(Stored data)
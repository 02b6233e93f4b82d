//! Java language handler

use super::LanguageHandler;

/// Get handler for Java; the entry class must be `Main`
pub fn handler() -> LanguageHandler {
    LanguageHandler {
        language: "java".to_string(),
        display_name: "Java 17 (OpenJDK)".to_string(),
        version: "openjdk 17".to_string(),
        source_file: "Main.java".to_string(),
        image: None,
        compile_command: Some("javac -d /tmp /tmp/Main.java".to_string()),
        run_command: "java -Xss64m -cp /tmp Main".to_string(),
    }
}
//! Business logic services

pub mod exam_service;
pub mod submission_service;
pub mod test_run_service;

pub use exam_service::{ExamService, SweepStats};
pub use submission_service::{SubmissionRequest, SubmissionService};
pub use test_run_service::{TestRunRequest, TestRunResponse, TestRunService};
//! Database connection management

use std::time::Duration;

use sqlx::{postgres::PgPoolOptions, PgPool};

use crate::config::DatabaseConfig;

/// Create a new database connection pool
pub async fn create_pool(config: &DatabaseConfig) -> Result<PgPool, sqlx::Error> {
    PgPoolOptions::new()
        .max_connections(config.max_connections)
        .acquire_timeout(Duration::from_secs(10))
        .connect(&config.url)
        .await
}

/// Check that the database answers a trivial query
pub async fn check_connection(pool: &PgPool) -> Result<(), sqlx::Error> {
    sqlx::query("SELECT 1").execute(pool).await?;
    Ok(())
}
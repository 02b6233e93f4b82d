//! HTTP request handlers
//!
//! The worker process only serves its health probe.

pub mod health;

use axum::Router;

use crate::state::AppState;

/// Create all routes
pub fn routes() -> Router<AppState> {
    Router::new().merge(health::routes())
}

▶ What to work on:
Please copy out each record, character for character.

▶ Task solution:
repository 02b6233e93f4b82d
//! Java language handler

use super::LanguageHandler;

/// Get handler for Java; the entry class must be `Main`
pub fn handler() -> LanguageHandler {
    LanguageHandler {
        language: "java".to_string(),
        display_name: "Java 17 (OpenJDK)".to_string(),
        version: "openjdk 17".to_string(),
        source_file: "Main.java".to_string(),
        image: None,
        compile_command: Some("javac -d /tmp /tmp/Main.java".to_string()),
        run_command: "java -Xss64m -cp /tmp Main".to_string(),
    }
}
//! Business logic services

pub mod exam_service;
pub mod submission_service;
pub mod test_run_service;

pub use exam_service::{ExamService, SweepStats};
pub use submission_service::{SubmissionRequest, SubmissionService};
pub use test_run_service::{TestRunRequest, TestRunResponse, TestRunService};
//! Database connection management

use std::time::Duration;

use sqlx::{postgres::PgPoolOptions, PgPool};

use crate::config::DatabaseConfig;

/// Create a new database connection pool
pub async fn create_pool(config: &DatabaseConfig) -> Result<PgPool, sqlx::Error> {
    PgPoolOptions::new()
        .max_connections(config.max_connections)
        .acquire_timeout(Duration::from_secs(10))
        .connect(&config.url)
        .await
}

/// Check that the database answers a trivial query
pub async fn check_connection(pool: &PgPool) -> Result<(), sqlx::Error> {
    sqlx::query("SELECT 1").execute(pool).await?;
    Ok(())
}
repository 02b6233e93f4b82d
//! HTTP request handlers
//!
//! The worker process only serves its health probe.

pub mod health;

use axum::Router;

use crate::state::AppState;

/// Create all routes
pub fn routes() -> Router<AppState> {
    Router::new().merge(health::routes())
}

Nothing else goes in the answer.